ECLI:NL:RBROT:2019:935
Rechtbank Rotterdam
- Eerste aanleg - meervoudig
- Rechtspraak.nl
Vrijspraak in hennepkwekerijzaak met afwijzing vordering benadeelde partij
Op 23 januari 2019 heeft de Rechtbank Rotterdam uitspraak gedaan in de strafzaak tegen een verdachte die werd beschuldigd van het telen van hennep en het stelen van elektriciteit. De zaak werd behandeld in een meervoudige kamer voor strafzaken, waarbij de verdachte werd bijgestaan door zijn raadsman, mr. K. Wijnmalen. De rechtbank heeft op basis van het onderzoek op de terechtzittingen van 20 april 2018, 28 september 2018 en 23 januari 2019 geoordeeld dat de tenlastelegging niet wettig en overtuigend bewezen kon worden. De officier van justitie, mr. L. Visser, had vrijspraak gevorderd voor de tenlastegelegde feiten en de rechtbank heeft deze vordering gevolgd. De rechtbank sprak de verdachte vrij van de onder 1 en 2 ten laste gelegde feiten zonder nadere motivering.

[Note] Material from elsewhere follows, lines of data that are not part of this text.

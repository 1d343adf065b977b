use ssjoin::{all_pairs, transform::frequency_order_transform, SearchIndex};

fn docs() -> Vec<Vec<&'static str>> {
    vec![
        vec!["the", "quick", "brown", "fox"],
        vec!["the", "quick", "brown", "dog"],
        vec!["the", "lazy", "cat"],
        vec!["quick", "brown", "fox", "jumps"],
    ]
}

#[test]
fn transform_is_deterministic_across_runs() {
    let raw = docs();
    let (sets_a, dict_a) = frequency_order_transform(&raw);
    let (sets_b, dict_b) = frequency_order_transform(&raw);

    assert_eq!(sets_a, sets_b);
    for set in &raw {
        for tok in set {
            assert_eq!(dict_a.rank(tok), dict_b.rank(tok));
        }
    }
}

#[test]
fn all_pairs_output_is_order_independent_of_input_order() {
    let raw = docs();
    let (sets, _dict) = frequency_order_transform(&raw);

    let forward: Vec<_> = all_pairs(&sets, "jaccard", 0.2).unwrap().collect();

    let mut reversed_sets = sets.clone();
    reversed_sets.reverse();
    let remap = |i: usize| sets.len() - 1 - i;

    // Re-express every reversed-order pair as a (original-id, original-id)
    // pair with the canonical x > y ordering, so it's directly comparable to
    // `forward` regardless of which index space it was discovered in.
    let mut backward: Vec<(usize, usize, f64)> = all_pairs(&reversed_sets, "jaccard", 0.2)
        .unwrap()
        .map(|p| {
            let (a, b) = (remap(p.x), remap(p.y));
            let (x, y) = if a > b { (a, b) } else { (b, a) };
            (x, y, p.similarity)
        })
        .collect();
    let mut forward: Vec<(usize, usize, f64)> =
        forward.into_iter().map(|p| (p.x, p.y, p.similarity)).collect();

    forward.sort_by_key(|p| (p.0, p.1));
    backward.sort_by_key(|p| (p.0, p.1));

    assert_eq!(forward.len(), backward.len());
    for (f, b) in forward.iter().zip(backward.iter()) {
        assert_eq!((f.0, f.1), (b.0, b.1));
        assert!((f.2 - b.2).abs() < 1e-9);
    }
}

#[test]
fn search_index_query_is_deterministic_across_builds() {
    let raw = docs();
    let (sets, _dict) = frequency_order_transform(&raw);

    let idx_a = SearchIndex::new(&sets, "jaccard", 0.2).unwrap();
    let idx_b = SearchIndex::new(&sets, "jaccard", 0.2).unwrap();

    let mut results_a = idx_a.query(&sets[0]);
    let mut results_b = idx_b.query(&sets[0]);
    results_a.sort_by_key(|r| r.x);
    results_b.sort_by_key(|r| r.x);

    assert_eq!(results_a.len(), results_b.len());
    for (a, b) in results_a.iter().zip(results_b.iter()) {
        assert_eq!(a.x, b.x);
        assert!((a.similarity - b.similarity).abs() < 1e-9);
    }
}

Daarnaast was er een benadeelde partij die een schadevergoeding van € 30.974,75 had gevorderd, maar deze vordering werd afgewezen omdat de schade al was vergoed. De rechtbank heeft de benadeelde partij veroordeeld in de kosten die de verdachte heeft gemaakt ter verdediging tegen de vordering, welke kosten op nihil zijn begroot. De uitspraak is gedaan door mr. I.W.M. Laurijssens als voorzitter en mrs. J. Bergen en A.A.T. Werner als rechters, in aanwezigheid van griffier J.P. van der Wijden.